» Work request: Please tally the lines in the records that include the word "self" and answer with the bare number.

Segment Start: Data in this exercise

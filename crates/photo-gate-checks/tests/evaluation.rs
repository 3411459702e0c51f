// crates/photo-gate-checks/tests/evaluation.rs
// ============================================================================
// Module: Battery Evaluation Tests
// Description: Behavioral checks on synthetic rasters.
// Purpose: Ensure each detection family reacts to its signal and takes its
//          documented degraded path when dependencies are missing.
// ============================================================================

//! Evaluation tests for the built-in check battery.

#![allow(
    clippy::panic,
    clippy::unwrap_used,
    clippy::expect_used,
    clippy::use_debug,
    clippy::cast_possible_truncation,
    reason = "Test-only assertions, helpers, and synthetic-pixel casts are permitted."
)]

use std::collections::BTreeMap;
use std::sync::Arc;

use async_trait::async_trait;
use photo_gate_checks::background::BackgroundCheck;
use photo_gate_checks::background::ExtraneousObjectsCheck;
use photo_gate_checks::face::AccessoriesCheck;
use photo_gate_checks::face::FaceCountCheck;
use photo_gate_checks::face::FacePoseCheck;
use photo_gate_checks::face::FacePositionCheck;
use photo_gate_checks::quality::BlurrinessCheck;
use photo_gate_checks::quality::ColorModeCheck;
use photo_gate_checks::quality::LightingCheck;
use photo_gate_checks::quality::RealPhotoCheck;
use photo_gate_checks::quality::RedEyeCheck;
use photo_gate_core::BoundingBox;
use photo_gate_core::Check;
use photo_gate_core::CheckEval;
use photo_gate_core::CheckStatus;
use photo_gate_core::DetectError;
use photo_gate_core::EvalInput;
use photo_gate_core::FaceDetector;
use photo_gate_core::FaceRegion;
use photo_gate_core::LANDMARK_COUNT;
use photo_gate_core::LandmarkPoint;
use photo_gate_core::PhotoRaster;
use photo_gate_core::PoseAngles;
use photo_gate_core::ResolvedParams;
use photo_gate_core::SharedContext;

// ============================================================================
// SECTION: Test Fixtures
// ============================================================================

/// Detector returning a fixed face list.
struct StaticDetector {
    faces: Vec<FaceRegion>,
}

#[async_trait]
impl FaceDetector for StaticDetector {
    async fn detect(&self, _photo: &PhotoRaster) -> Result<Vec<FaceRegion>, DetectError> {
        Ok(self.faces.clone())
    }
}

/// Evaluates one check with default parameters against a static face list.
async fn run_check(
    check: &dyn Check,
    photo: &PhotoRaster,
    faces: Vec<FaceRegion>,
) -> CheckEval {
    let shared = SharedContext::new(Arc::new(StaticDetector {
        faces,
    }));
    let descriptor = check.describe();
    let params = ResolvedParams::resolve(&descriptor.parameters, &BTreeMap::new());
    let input = EvalInput {
        photo,
        shared: &shared,
        params: &params,
    };
    check.evaluate(&input).await.unwrap()
}

/// Builds a flat raster of one RGB color.
fn flat(width: u32, height: u32, rgb: [u8; 3]) -> PhotoRaster {
    PhotoRaster::new(width, height, rgb.repeat((width * height) as usize), 1024).unwrap()
}

/// Builds a black/white checkerboard.
fn checkerboard(size: u32) -> PhotoRaster {
    let mut pixels = Vec::with_capacity((size * size * 3) as usize);
    for y in 0..size {
        for x in 0..size {
            let value = if (x + y) % 2 == 0 { 255 } else { 0 };
            pixels.extend_from_slice(&[value, value, value]);
        }
    }
    PhotoRaster::new(size, size, pixels, 1024).unwrap()
}

/// Builds a top-to-bottom luminance gradient.
fn gradient(size: u32) -> PhotoRaster {
    let mut pixels = Vec::with_capacity((size * size * 3) as usize);
    for y in 0..size {
        let value = u8::try_from(y * 255 / size.max(1)).unwrap_or(255);
        for _ in 0..size {
            pixels.extend_from_slice(&[value, value, value]);
        }
    }
    PhotoRaster::new(size, size, pixels, 1024).unwrap()
}

/// Builds deterministic high-frequency color noise.
fn noise(size: u32) -> PhotoRaster {
    let mut pixels = Vec::with_capacity((size * size * 3) as usize);
    for y in 0..size {
        for x in 0..size {
            pixels.push(((x * 37 + y * 101) % 256) as u8);
            pixels.push(((x * 57 + y * 23) % 256) as u8);
            pixels.push(((x * 11 + y * 71) % 256) as u8);
        }
    }
    PhotoRaster::new(size, size, pixels, 1024).unwrap()
}

/// One face region without landmarks or pose.
fn bare_face(x: f32, y: f32, width: f32, height: f32) -> FaceRegion {
    FaceRegion {
        bbox: BoundingBox {
            x,
            y,
            width,
            height,
        },
        confidence: 0.9,
        pose: None,
        landmarks: None,
    }
}

// ============================================================================
// SECTION: Quality Checks
// ============================================================================

#[tokio::test]
async fn blurriness_fails_on_flat_and_passes_on_sharp() {
    let check = BlurrinessCheck;
    let soft = run_check(&check, &flat(32, 32, [128, 128, 128]), Vec::new()).await;
    assert_eq!(soft.status, CheckStatus::Failed);

    let sharp = run_check(&check, &checkerboard(32), Vec::new()).await;
    assert_eq!(sharp.status, CheckStatus::Passed);
}

#[tokio::test]
async fn color_mode_fails_on_grayscale_and_passes_on_color() {
    let check = ColorModeCheck;
    let gray = run_check(&check, &flat(32, 32, [120, 120, 120]), Vec::new()).await;
    assert_eq!(gray.status, CheckStatus::Failed);

    let colored = run_check(&check, &flat(32, 32, [200, 60, 60]), Vec::new()).await;
    assert_eq!(colored.status, CheckStatus::Passed);
}

#[tokio::test]
async fn lighting_fails_in_the_dark_and_passes_on_balanced_exposure() {
    let check = LightingCheck;
    let dark = run_check(&check, &flat(32, 32, [10, 10, 10]), Vec::new()).await;
    assert_eq!(dark.status, CheckStatus::Failed);

    let balanced = run_check(&check, &gradient(64), Vec::new()).await;
    assert_eq!(balanced.status, CheckStatus::Passed);
}

#[tokio::test]
async fn real_photo_fails_on_solid_graphics_and_passes_on_texture() {
    let check = RealPhotoCheck;
    let graphic = run_check(&check, &flat(64, 64, [90, 140, 220]), Vec::new()).await;
    assert_eq!(graphic.status, CheckStatus::Failed);

    let textured = run_check(&check, &noise(64), Vec::new()).await;
    assert_eq!(textured.status, CheckStatus::Passed);
}

#[tokio::test]
async fn red_eye_passes_with_a_note_when_landmarks_are_missing() {
    let check = RedEyeCheck;
    let eval =
        run_check(&check, &flat(64, 64, [150, 150, 150]), vec![bare_face(10.0, 10.0, 40.0, 40.0)])
            .await;
    assert_eq!(eval.status, CheckStatus::Passed);
    assert!(eval.reason.unwrap().contains("landmarks"));
}

#[tokio::test]
async fn red_eye_fails_when_eye_regions_glow_red() {
    let check = RedEyeCheck;
    // Saturated red everywhere makes both landmarked eye boxes read as red.
    let photo = flat(100, 100, [230, 40, 40]);
    let mut landmarks = vec![
        LandmarkPoint {
            x: 50.0,
            y: 80.0,
        };
        LANDMARK_COUNT
    ];
    for (index, point) in landmarks.iter_mut().enumerate().take(42).skip(36) {
        point.x = 20.0 + (index - 36) as f32 * 2.0;
        point.y = 40.0 + f32::from(u8::from(index % 2 == 0)) * 4.0;
    }
    for (index, point) in landmarks.iter_mut().enumerate().take(48).skip(42) {
        point.x = 60.0 + (index - 42) as f32 * 2.0;
        point.y = 40.0 + f32::from(u8::from(index % 2 == 0)) * 4.0;
    }
    let face = FaceRegion {
        landmarks: Some(landmarks),
        ..bare_face(10.0, 20.0, 70.0, 60.0)
    };
    let eval = run_check(&check, &photo, vec![face]).await;
    assert_eq!(eval.status, CheckStatus::Failed);
    assert!(eval.reason.unwrap().contains("Red eye"));
}

// ============================================================================
// SECTION: Face Checks
// ============================================================================

#[tokio::test]
async fn face_count_fails_without_a_face_and_passes_with_one() {
    let check = FaceCountCheck;
    let photo = flat(64, 64, [128, 128, 128]);
    let missing = run_check(&check, &photo, Vec::new()).await;
    assert_eq!(missing.status, CheckStatus::Failed);

    let present = run_check(&check, &photo, vec![bare_face(16.0, 16.0, 32.0, 32.0)]).await;
    assert_eq!(present.status, CheckStatus::Passed);
}

#[tokio::test]
async fn face_count_ignores_low_confidence_detections() {
    let check = FaceCountCheck;
    let photo = flat(64, 64, [128, 128, 128]);
    let mut face = bare_face(16.0, 16.0, 32.0, 32.0);
    face.confidence = 0.2;
    let eval = run_check(&check, &photo, vec![face]).await;
    assert_eq!(eval.status, CheckStatus::Failed);
}

#[tokio::test]
async fn face_pose_covers_skip_review_fail_and_pass() {
    let check = FacePoseCheck;
    let photo = flat(64, 64, [128, 128, 128]);

    let absent = run_check(&check, &photo, Vec::new()).await;
    assert_eq!(absent.status, CheckStatus::Skipped);

    let unknown = run_check(&check, &photo, vec![bare_face(16.0, 16.0, 32.0, 32.0)]).await;
    assert_eq!(unknown.status, CheckStatus::NeedsReview);

    let turned = FaceRegion {
        pose: Some(PoseAngles {
            yaw: 40.0,
            pitch: 0.0,
            roll: 0.0,
        }),
        ..bare_face(16.0, 16.0, 32.0, 32.0)
    };
    let failed = run_check(&check, &photo, vec![turned]).await;
    assert_eq!(failed.status, CheckStatus::Failed);

    let frontal = FaceRegion {
        pose: Some(PoseAngles {
            yaw: 5.0,
            pitch: 3.0,
            roll: 2.0,
        }),
        ..bare_face(16.0, 16.0, 32.0, 32.0)
    };
    let passed = run_check(&check, &photo, vec![frontal]).await;
    assert_eq!(passed.status, CheckStatus::Passed);
}

#[tokio::test]
async fn face_position_rejects_a_tiny_face_and_accepts_a_centered_one() {
    let check = FacePositionCheck;
    let photo = flat(100, 100, [128, 128, 128]);

    let centered = run_check(&check, &photo, vec![bare_face(30.0, 30.0, 40.0, 40.0)]).await;
    assert_eq!(centered.status, CheckStatus::Passed);

    let tiny = run_check(&check, &photo, vec![bare_face(10.0, 10.0, 2.0, 2.0)]).await;
    assert_eq!(tiny.status, CheckStatus::Failed);
}

#[tokio::test]
async fn accessories_pass_on_a_clean_portrait_and_flag_headwear() {
    let check = AccessoriesCheck;
    let clean = flat(100, 100, [220, 220, 220]);
    let face = bare_face(30.0, 40.0, 40.0, 30.0);
    let eval = run_check(&check, &clean, vec![face.clone()]).await;
    assert_eq!(eval.status, CheckStatus::Passed);

    // Paint a dark uniform band above the face box.
    let mut pixels = [220u8, 220, 220].repeat(100 * 100);
    for y in 28..40u32 {
        for x in 30..70u32 {
            let offset = ((y * 100 + x) * 3) as usize;
            pixels[offset] = 20;
            pixels[offset + 1] = 20;
            pixels[offset + 2] = 20;
        }
    }
    let hatted = PhotoRaster::new(100, 100, pixels, 1024).unwrap();
    let eval = run_check(&check, &hatted, vec![face]).await;
    assert_eq!(eval.status, CheckStatus::Failed);
    assert!(eval.reason.unwrap().contains("headwear"));
}

// ============================================================================
// SECTION: Background Checks
// ============================================================================

#[tokio::test]
async fn background_passes_on_bright_uniform_and_fails_on_dark() {
    let check = BackgroundCheck;
    let bright = run_check(&check, &flat(64, 64, [210, 210, 210]), Vec::new()).await;
    assert_eq!(bright.status, CheckStatus::Passed);

    let dark = run_check(&check, &flat(64, 64, [30, 30, 30]), Vec::new()).await;
    assert_eq!(dark.status, CheckStatus::Failed);
}

#[tokio::test]
async fn extraneous_objects_pass_on_a_clean_backdrop() {
    let check = ExtraneousObjectsCheck;
    let eval = run_check(&check, &flat(64, 64, [200, 200, 200]), Vec::new()).await;
    assert_eq!(eval.status, CheckStatus::Passed);
}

Segment End: Data in this exercise

» Task response: 2